Comorbidity as a moderator of the differential efficacy of transdiagnostic behavior therapy and behavioral activation for affective disorders

Alice E Coyne, Daniel F Gros, Alice E Coyne, Daniel F Gros

Abstract

Objective: Transdiagnostic psychotherapies have been proposed as an effective means for addressing the needs of patients with multiple, comorbid disorders. Yet, it remains unknown whether transdiagnostic approaches empirically outperform disorder-specific psychotherapies for patients with comorbid disorders. Thus, this study tested whether comorbidity moderated the efficacy of transdiagnostic behavior therapy (TBT) and behavioral activation (BA) for patients with various affective disorders.

Methods: Data derived from a randomized controlled trial in which 93 treatment-seeking veterans received 12 sessions of TBT (n = 46) or BA (n = 47). Baseline comorbidity was assessed with a diagnostic interview. Patients rated their symptoms and functioning throughout treatment, and therapists recorded premature treatment discontinuation.

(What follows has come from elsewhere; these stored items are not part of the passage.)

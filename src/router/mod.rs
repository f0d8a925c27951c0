//! LLM-powered multi-intent routing
//!
//! Turns a free-text question into a typed list of intents via one
//! completion call, treating the model output as an untrusted payload:
//! strict parse, brace-scan extraction, Python-literal normalization, one
//! repair call, all inside a bounded retry loop. Every classification
//! call appends exactly one entry to the routing log.

use anyhow::Result;
use chrono::{DateTime, Utc};
use serde::{Deserialize, Serialize};
use std::sync::{Arc, Mutex};
use std::time::Instant;

use crate::error::RagError;
use crate::llm::CompletionModel;

const INTENT_PROMPT: &str = r#"You are an intent extraction assistant for a Pokémon knowledge system.

Your task is to analyze the user's question (which may be written in English or Spanish)
and extract *all* distinct intents it expresses.

Each intent must specify:
- The **intent type**: one of ["semantic", "factual", "relational"].
- The **main entity** (Pokémon name, type group, or None).
- The **attributes or relation keywords** in English, matching the database schema.
- A **confidence** score between 0 and 1.

Always return the JSON **in English**, regardless of the language of the question.

Definition of intent types:
- "factual": direct questions about static data or properties (type, stats, abilities, category).
- "relational": questions about links or relationships between entities (e.g., evolutions, strengths, weaknesses, comparisons).
- "semantic": conceptual or reasoning questions (why, explain, compare in general terms).

Use the following schema for attributes:
{
  "type": "Pokémon type or element (e.g., 'Fire', 'Water')",
  "evolves_to": "Evolution target Pokémon",
  "evolves_from": "Previous evolution",
  "strong_against": "Types this Pokémon is strong against",
  "weak_against": "Types this Pokémon is weak against",
  "ability": "Pokémon abilities",
  "stat": "Numeric attributes like HP, Attack, Defense, Speed",
  "category": "General classification (e.g., Legendary, Mythical)",
  "relation": "Generic relational property between entities"
}

Return the result strictly following this format:

{
  "query": "...",
  "intents": [
    {
      "type": "factual | relational | semantic",
      "entity": "Eevee",
      "attributes": ["evolves_to"],
      "confidence": 0.9
    }
  ]
}

If the question includes multiple topics (e.g., two Pokémon or multiple relations),
return one intent per distinct topic.
Never include explanations, comments, or text outside the JSON.
User question: "{question}""#;

/// Mutually exclusive classification of one intent.
#[derive(Debug, Clone, Copy, PartialEq, Eq, Serialize, Deserialize)]
#[serde(rename_all = "lowercase")]
pub enum IntentKind {
    /// Conceptual or reasoning question, answered from the vector index.
    Semantic,
    /// Direct property question, answered from the document store.
    Factual,
    /// Relationship question, answered from the graph store.
    Relational,
}

/// One classified request fragment.
#[derive(Debug, Clone, Serialize, Deserialize)]
pub struct Intent {
    /// Intent kind (JSON field `type`).
    #[serde(rename = "type")]
    pub kind: IntentKind,
    /// Subject entity, if the question names one.
    #[serde(default)]
    pub entity: Option<String>,
    /// Attribute keywords. Unknown attributes are kept here and skipped
    /// by the backend that consumes the intent.
    #[serde(default)]
    pub attributes: Vec<String>,
    /// Model confidence, clamped into [0, 1] during validation.
    #[serde(default)]
    pub confidence: f32,
}

/// Classifier output: the echoed query plus zero or more intents.
#[derive(Debug, Clone, Serialize, Deserialize)]
pub struct IntentRequest {
    pub query: String,
    #[serde(default)]
    pub intents: Vec<Intent>,
}

/// Append-only audit record of one classification call.
#[derive(Debug, Clone, Serialize)]
pub struct RoutingLogEntry {
    /// Original question text.
    pub query: String,
    /// Last raw model output, if any call completed.
    pub response_raw: Option<String>,
    /// Parsed intents, absent when parsing failed.
    pub parsed: Option<IntentRequest>,
    /// Whether classification produced a valid result.
    pub success: bool,
    /// UTC time the entry was appended.
    pub timestamp: DateTime<Utc>,
    /// Wall-clock seconds spent in the call.
    pub elapsed_sec: f64,
    /// 1-based attempt count at which the call finished.
    pub attempts: usize,
}

/// In-process routing log. Append is the only mutation; entries are never
/// modified afterwards. The mutex keeps concurrent appends intact.
#[derive(Debug, Default)]
pub struct RoutingLog {
    entries: Mutex<Vec<RoutingLogEntry>>,
}

impl RoutingLog {
    fn append(&self, entry: RoutingLogEntry) {
        self.entries.lock().expect("routing log poisoned").push(entry);
    }

    /// Number of entries appended so far.
    pub fn len(&self) -> usize {
        self.entries.lock().expect("routing log poisoned").len()
    }

    /// True when no classification has been logged yet.
    pub fn is_empty(&self) -> bool {
        self.len() == 0
    }

    /// Clone of all entries, oldest first.
    pub fn snapshot(&self) -> Vec<RoutingLogEntry> {
        self.entries.lock().expect("routing log poisoned").clone()
    }

    /// Clone of the most recent entry.
    pub fn last(&self) -> Option<RoutingLogEntry> {
        self.entries
            .lock()
            .expect("routing log poisoned")
            .last()
            .cloned()
    }
}

/// LLM-backed intent classifier with a JSON-repair retry loop.
pub struct IntentRouter {
    model: Arc<dyn CompletionModel>,
    temperature: f32,
    max_retries: usize,
    log: RoutingLog,
}

impl IntentRouter {
    /// Create a router with default temperature (0.0) and retry budget (2).
    pub fn new(model: Arc<dyn CompletionModel>) -> Self {
        Self {
            model,
            temperature: 0.0,
            max_retries: 2,
            log: RoutingLog::default(),
        }
    }

    /// Override the sampling temperature.
    pub fn with_temperature(mut self, temperature: f32) -> Self {
        self.temperature = temperature;
        self
    }

    /// Override the retry budget. Each attempt may issue one
    /// classification call plus one repair call.
    pub fn with_max_retries(mut self, max_retries: usize) -> Self {
        self.max_retries = max_retries.max(1);
        self
    }

    /// The append-only routing log.
    pub fn log(&self) -> &RoutingLog {
        &self.log
    }

    /// Classify a question into a typed intent list.
    ///
    /// Issues at most `2 · max_retries` completion calls. Exactly one log
    /// entry is appended whether the call succeeds or fails.
    pub fn classify(&self, question: &str) -> Result<IntentRequest, RagError> {
        let prompt = INTENT_PROMPT.replace("{question}", question);
        let started = Instant::now();

        let mut raw: Option<String> = None;
        let mut parsed: Option<IntentRequest> = None;
        let mut attempts = 0;

        for attempt in 1..=self.max_retries {
            attempts = attempt;

            let text = match self.model.complete(&prompt, self.temperature) {
                Ok(text) => text,
                Err(err) => {
                    self.log_call(question, raw, None, started, attempts);
                    return Err(RagError::Completion(err));
                }
            };
            parsed = parse_intent_json(&text);
            raw = Some(text);
            if parsed.is_some() {
                break;
            }

            // One repair pass: ask for corrected JSON of the bad output.
            let fix_prompt = format!(
                "Return only valid JSON, fixing the following:\n\n{}",
                raw.as_deref().unwrap_or_default()
            );
            let text = match self.model.complete(&fix_prompt, self.temperature) {
                Ok(text) => text,
                Err(err) => {
                    self.log_call(question, raw, None, started, attempts);
                    return Err(RagError::Completion(err));
                }
            };
            parsed = parse_intent_json(&text);
            raw = Some(text);
            if parsed.is_some() {
                break;
            }

            tracing::warn!("Intent JSON unparseable on attempt {attempt}, retrying");
        }

        self.log_call(question, raw.clone(), parsed.clone(), started, attempts);

        parsed.ok_or(RagError::Classification { attempts, raw })
    }

    fn log_call(
        &self,
        question: &str,
        raw: Option<String>,
        parsed: Option<IntentRequest>,
        started: Instant,
        attempts: usize,
    ) {
        self.log.append(RoutingLogEntry {
            query: question.to_string(),
            response_raw: raw,
            success: parsed.is_some(),
            parsed,
            timestamp: Utc::now(),
            elapsed_sec: started.elapsed().as_secs_f64(),
            attempts,
        });
    }
}

/// Parse model output into a validated intent request.
///
/// Tries strict JSON first, then the largest `{...}` substring with
/// Python literals normalized. Unknown intent kinds fail the parse;
/// unknown attributes are kept for the consumer to skip.
fn parse_intent_json(text: &str) -> Option<IntentRequest> {
    let trimmed = text.trim();
    if trimmed.is_empty() {
        return None;
    }

    if let Ok(request) = serde_json::from_str::<IntentRequest>(trimmed) {
        return Some(validate(request));
    }

    let cleaned = extract_braces(trimmed)?;
    let cleaned = cleaned
        .replace("None", "null")
        .replace("True", "true")
        .replace("False", "false");

    serde_json::from_str::<IntentRequest>(&cleaned)
        .ok()
        .map(validate)
}

/// Largest `{...}` substring: first opening brace to last closing brace.
fn extract_braces(text: &str) -> Option<&str> {
    let start = text.find('{')?;
    let end = text.rfind('}')?;
    (end > start).then(|| &text[start..=end])
}

/// Coerce out-of-range fields rather than rejecting the whole payload.
fn validate(mut request: IntentRequest) -> IntentRequest {
    for intent in &mut request.intents {
        intent.confidence = intent.confidence.clamp(0.0, 1.0);
    }
    request
}
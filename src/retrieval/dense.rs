//! Dense retrieval side of the local index
//!
//! Approximate nearest neighbor search over chunk embeddings via hnsw_rs.

use anyhow::Result;
use hnsw_rs::hnsw::Hnsw;
use hnsw_rs::prelude::*;
use std::collections::HashMap;
use std::sync::Arc;

use crate::data::ChunkRecord;
use crate::embedding::Embedder;
use crate::retrieval::{ChunkPayload, ScoredPoint};

/// HNSW search widening factor.
const EF_SEARCH: usize = 64;

/// Dense index: HNSW over embeddings of every chunk's text.
pub struct DenseIndex {
    hnsw: Hnsw<'static, f32, DistCosine>,
    /// HNSW point id to chunk id and payload.
    points: HashMap<usize, (String, ChunkPayload)>,
    embedder: Arc<dyn Embedder>,
}

impl DenseIndex {
    /// Build the index by embedding every chunk.
    pub fn build(records: &[ChunkRecord], embedder: Arc<dyn Embedder>) -> Result<Self> {
        if records.is_empty() {
            anyhow::bail!("Cannot build dense index with no chunks");
        }

        tracing::debug!(
            "Building dense index: {} chunks, {} dimensions",
            records.len(),
            embedder.dimension()
        );

        let hnsw: Hnsw<f32, DistCosine> =
            Hnsw::new(16, records.len(), 16, 200, DistCosine);

        let mut points = HashMap::new();
        for (point_id, record) in records.iter().enumerate() {
            let embedding = embedder.embed(&record.text)?;
            hnsw.insert((embedding.as_slice(), point_id));
            points.insert(point_id, (record.chunk_id.clone(), ChunkPayload::from(record)));
        }

        Ok(Self {
            hnsw,
            points,
            embedder,
        })
    }

    /// Query the index, returning up to `limit` candidates ranked by
    /// cosine similarity.
    pub fn query(&self, query: &str, limit: usize) -> Result<Vec<ScoredPoint>> {
        let embedding = self.embedder.embed(query)?;
        let neighbours = self
            .hnsw
            .search(embedding.as_slice(), limit, EF_SEARCH.max(limit));

        let mut results = Vec::new();
        for neighbour in neighbours {
            if let Some((chunk_id, payload)) = self.points.get(&neighbour.d_id) {
                results.push(ScoredPoint {
                    id: chunk_id.clone(),
                    // hnsw_rs reports cosine distance; flip to similarity.
                    score: 1.0 - neighbour.distance,
                    rank: results.len() + 1,
                    payload: payload.clone(),
                });
            }
        }

        Ok(results)
    }
}

#[cfg(test)]
mod tests {
    use super::*;
    use crate::embedding::HashingEmbedder;
    use crate::retrieval::test_records;

    #[test]
    fn test_dense_build_and_query() {
        let records = test_records();
        let embedder = Arc::new(HashingEmbedder::new(128));
        let index = DenseIndex::build(&records, embedder).unwrap();

        let results = index.query("Eevee evolves into Vaporeon", 3).unwrap();

        assert!(!results.is_empty());
        assert!(results.len() <= 3);
        assert_eq!(results[0].id, "eevee_chunk_1");
        // Ranks are 1-based and contiguous.
        for (i, point) in results.iter().enumerate() {
            assert_eq!(point.rank, i + 1);
        }
    }

    #[test]
    fn test_dense_empty_corpus_rejected() {
        let embedder = Arc::new(HashingEmbedder::new(64));
        assert!(DenseIndex::build(&[], embedder).is_err());
    }
}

Results: Multilevel models revealed significant interactive effects on changes in symptoms and functioning, but not on the posttreatment levels of these outcomes; whereas patients with more comorbidity experienced greater reductions in distress and symptom interference in TBT compared to BA, those with one disorder had better outcomes in BA. Similarly, whereas patients with more comorbidity were less likely to prematurely discontinue TBT compared to BA, those with one disorder were less likely to prematurely discontinue BA.

Conclusions: The results lend empirical support to previously untested hypotheses for potential benefits of transdiagnostic psychotherapies.Trial registration: ClinicalTrials.gov identifier: NCT01947647.

Keywords: anxiety disorders; aptitude-treatment interaction research; behavioral activation; comorbidity; dropout; mood disorders; transdiagnostic behavior therapy.

Conflict of interest statement

Disclosure Statement

No potential conflict of interest was reported by the author(s).

Figures

Figure 1.
Figure 1.
Panel a depicts global distress trajectories for BA (grey lines) vs. TBT (black lines) patients who have high (dashed lines) vs. low (solid lines) levels of clinician-rated diagnostic comorbidity. Panel b depicts transdiagnostic symptom interference trajectories for BA (grey lines) vs. TBT (black lines) patients who have high (dashed lines) vs. low (solid lines) levels of clinician-rated diagnostic comorbidity. High and low levels of comorbidity were represented as 1.5 SDs above and below the mean, respectively. Note. DASS = Depression Anxiety Stress Scales; TBT = transdiagnostic behavior therapy; BA = behavioral activation; IIRS = Illness Intrusiveness Ratings Scale.